Prioritize Producer not Consumer Communications
There needs to be more information at the producer level about regenerative practices before it is discussed with consumers or the public. This information needs to be two-fold. First is the research in addressing gaps in knowledge and the science. It was noted that in particular, polycrops don’t always work as designed. More work is needed in this area to determine what is suited to the Canadian environment. Second, is the extension of practices to producers. Adoption of regenerative practices requires patience and long game thinking. It will be years before significant progress can be achieved.

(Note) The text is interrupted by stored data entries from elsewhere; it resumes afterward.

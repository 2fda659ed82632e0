use crate::errors::AppResult;
use crate::models::place::Place;
use rusqlite::{Connection, OptionalExtension, Result, Row, params};

const SELECT_PLACE: &str = "SELECT id, nama, jam_buka, harga, latitude, longitude,
                                   foto, rating, komentar, creator
                            FROM tempat";

/// Map a `tempat` row. NULL text → "", NULL real → 0.0.
pub fn map_row(row: &Row) -> Result<Place> {
    Ok(Place {
        id: row.get("id")?,
        name: text(row, "nama")?,
        hours: text(row, "jam_buka")?,
        price: text(row, "harga")?,
        latitude: real(row, "latitude")?,
        longitude: real(row, "longitude")?,
        photo: text(row, "foto")?,
        rating: real(row, "rating")?,
        comment: text(row, "komentar")?,
        creator: text(row, "creator")?,
    })
}

fn text(row: &Row, col: &str) -> Result<String> {
    Ok(row.get::<_, Option<String>>(col)?.unwrap_or_default())
}

fn real(row: &Row, col: &str) -> Result<f64> {
    Ok(row.get::<_, Option<f64>>(col)?.unwrap_or(0.0))
}

/// Every place, in insertion (id) order.
pub fn list_places(conn: &Connection) -> AppResult<Vec<Place>> {
    let mut stmt = conn.prepare(&format!("{SELECT_PLACE} ORDER BY id ASC"))?;

    let rows = stmt.query_map([], map_row)?;

    let mut out = Vec::new();
    for r in rows {
        out.push(r?);
    }
    Ok(out)
}

pub fn find_place(conn: &Connection, id: i64) -> AppResult<Option<Place>> {
    let mut stmt = conn.prepare(&format!("{SELECT_PLACE} WHERE id = ?1"))?;
    let place = stmt.query_row([id], map_row).optional()?;
    Ok(place)
}

/// Insert a new place and return the id SQLite assigned.
/// `place.id` and `place.creator` are ignored.
pub fn insert_place(conn: &Connection, place: &Place, creator: &str) -> AppResult<i64> {
    conn.execute(
        "INSERT INTO tempat (nama, jam_buka, harga, latitude, longitude, foto, rating, komentar, creator)
         VALUES (?1, ?2, ?3, ?4, ?5, ?6, ?7, ?8, ?9)",
        params![
            place.name,
            place.hours,
            place.price,
            place.latitude,
            place.longitude,
            place.photo,
            place.rating,
            place.comment,
            creator,
        ],
    )?;
    Ok(conn.last_insert_rowid())
}

/// Update a place (all fields except id and creator).
/// Returns the number of rows touched: 0 means no place has that id.
pub fn update_place(conn: &Connection, place: &Place) -> AppResult<usize> {
    let changed = conn.execute(
        "UPDATE tempat
         SET nama = ?1, jam_buka = ?2, harga = ?3,
             latitude = ?4, longitude = ?5,
             foto = ?6, rating = ?7, komentar = ?8
         WHERE id = ?9",
        params![
            place.name,
            place.hours,
            place.price,
            place.latitude,
            place.longitude,
            place.photo,
            place.rating,
            place.comment,
            place.id,
        ],
    )?;
    Ok(changed)
}

/// Delete a place. Returns 0 when the id does not exist.
pub fn delete_place(conn: &Connection, id: i64) -> AppResult<usize> {
    let changed = conn.execute("DELETE FROM tempat WHERE id = ?1", [id])?;
    Ok(changed)
}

But there were also limitations to the regenerative movement identified. Most of the concepts are developed on tame grass. There is a need to recognize what can happen on tame versus native grass. There are existing principles for native grass management that are not covered by “regenerative”.
In addition, there appears to be confusion about the use of “fringe” practices that are not necessarily “core” to the regenerative movements. With questions about the use of summer fallow, compost teas, and equating year-round grazing with carbon neutrality (which is only true in areas with high carbon sequestration rates per acre).
It should be recognized that the Beef Cattle Research Council (BCRC) is actively doing research around the key topics related to regenerative practices. BCRC has a role to provide science-based measurement to support producer adoption of beneficial production practices that contribute to economic and environmental sustainability.
Resources include topic pages and webinars on cover crops, adding diversity with intercropping, rangeland and riparian health. Decision making tools are available for adoption of water systems, carrying capacity, and selecting forage mixes.
There needs to be more information at the producer level about regenerative practices before it is discussed with consumers or the public.